Description: Political science often asks us, as scholars, to explore how individuals and states make decisions. Translating these processes, not just transferring information about these processes - challenges undergraduate instructors to find new pedagogies that supplement lecture. Game-based learning strategies offer a substantive method to enhance student engagement and develop practical skills within instructor-designed immersive scenarios. One common example is a simulation activity in which students act out particular roles according to a set of pre-determined interests and conflicts. Such an activity allows students to learn dynamic decision-making in response to other peers' actions. In this way, the outcome develops as a collaborative game involving the entire class. Due to its scope, however, simulations ignore the private decision-making that often occurs within more limited environments and still influences political behavior, such as spur-of-the-moment decisions soldiers make in the climate of wartime hostilities or diplomatic compromises between leaders and their advisors.
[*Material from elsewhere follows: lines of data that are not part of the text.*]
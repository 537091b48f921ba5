//! CIEDE2000 color difference.
//!
//! Follows Bruce Lindbloom's formulation with `k_L = k_C = k_H = 1`.

use std::f64::consts::PI;

use crate::color::{Lab, Rgb};

const TWENTY_FIVE_POW_7: f64 = 6_103_515_625.0;

#[inline]
fn to_degrees(rad: f64) -> f64 {
    let degrees = rad * 180.0 / PI;
    if degrees < 0.0 { degrees + 360.0 } else { degrees }
}

#[inline]
fn cos_deg(deg: f64) -> f64 {
    deg.to_radians().cos()
}

// shared by the G correction and the chroma rotation term
#[inline]
fn chroma_weight(c: f64) -> f64 {
    let c7 = c.powi(7);
    (c7 / (c7 + TWENTY_FIVE_POW_7)).sqrt()
}

/// Perceptual distance between two Lab colors.
///
/// Symmetric in its arguments and zero exactly when both colors coincide.
pub fn delta_e00(first: &Lab, second: &Lab) -> f64 {
    let (l1, a1, b1) = (first.l, first.a, first.b);
    let (l2, a2, b2) = (second.l, second.a, second.b);

    let avg_l = (l1 + l2) / 2.0;
    let c1 = a1.hypot(b1);
    let c2 = a2.hypot(b2);
    let avg_c = (c1 + c2) / 2.0;
    let g = (1.0 - chroma_weight(avg_c)) / 2.0;

    let a1p = a1 * (1.0 + g);
    let a2p = a2 * (1.0 + g);

    let c1p = a1p.hypot(b1);
    let c2p = a2p.hypot(b2);
    let avg_cp = (c1p + c2p) / 2.0;

    let h1p = to_degrees(b1.atan2(a1p));
    let h2p = to_degrees(b2.atan2(a2p));

    // mean hue across the 0/360 wrap
    let avg_hp = if (h1p - h2p).abs() > 180.0 { (h1p + h2p + 360.0) / 2.0 } else { (h1p + h2p) / 2.0 };

    let t = 1.0 - 0.17 * cos_deg(avg_hp - 30.0)
        + 0.24 * cos_deg(2.0 * avg_hp)
        + 0.32 * cos_deg(3.0 * avg_hp + 6.0)
        - 0.20 * cos_deg(4.0 * avg_hp - 63.0);

    let mut delta_hp = h2p - h1p;
    if delta_hp.abs() > 180.0 {
        if h2p <= h1p { delta_hp += 360.0 } else { delta_hp -= 360.0 }
    }

    let delta_lp = l2 - l1;
    let delta_cp = c2p - c1p;
    let delta_big_hp = 2.0 * (c1p * c2p).sqrt() * (delta_hp.to_radians() / 2.0).sin();

    let sl = 1.0 + 0.015 * (avg_l - 50.0).powi(2) / (20.0 + (avg_l - 50.0).powi(2)).sqrt();
    let sc = 1.0 + 0.045 * avg_cp;
    let sh = 1.0 + 0.015 * avg_cp * t;

    let delta_ro = 30.0 * (-((avg_hp - 275.0) / 25.0).powi(2)).exp();
    let rc = 2.0 * chroma_weight(avg_cp);
    let rt = -rc * (2.0 * delta_ro).to_radians().sin();

    let lightness = delta_lp / sl;
    let chroma = delta_cp / sc;
    let hue = delta_big_hp / sh;

    (lightness.powi(2) + chroma.powi(2) + hue.powi(2) + rt * chroma * hue).max(0.0).sqrt()
}

/// [`delta_e00`] of two sRGB colors.
pub fn delta_e00_rgb(first: Rgb, second: Rgb) -> f64 {
    delta_e00(&first.to_lab(), &second.to_lab())
}

/// [`delta_e00`] between float sRGB channels (such as a group average) and an sRGB color.
pub fn delta_e00_channels(channels: [f64; 3], other: Rgb) -> f64 {
    delta_e00(&Lab::from_channels(channels), &other.to_lab())
}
        In this paper, I suggest that Twine, a tool for developing dynamic stories, can help instructors fill this gap in translating private decision-making processes through a game-based learning strategy. Following a deeper discussion concerning the value of game-based learning strategies and the need for tools that simulate private decision-making, I explore the utilities Twine offers instructors, to include its financially-friendly free and open source platform. I conclude with a qualitative analysis of a Twine activity I conducted during my International Humanitarian Law class to help students internalize the difficulties soldiers face in applying a distinction between military personnel and civilians during civil conflict.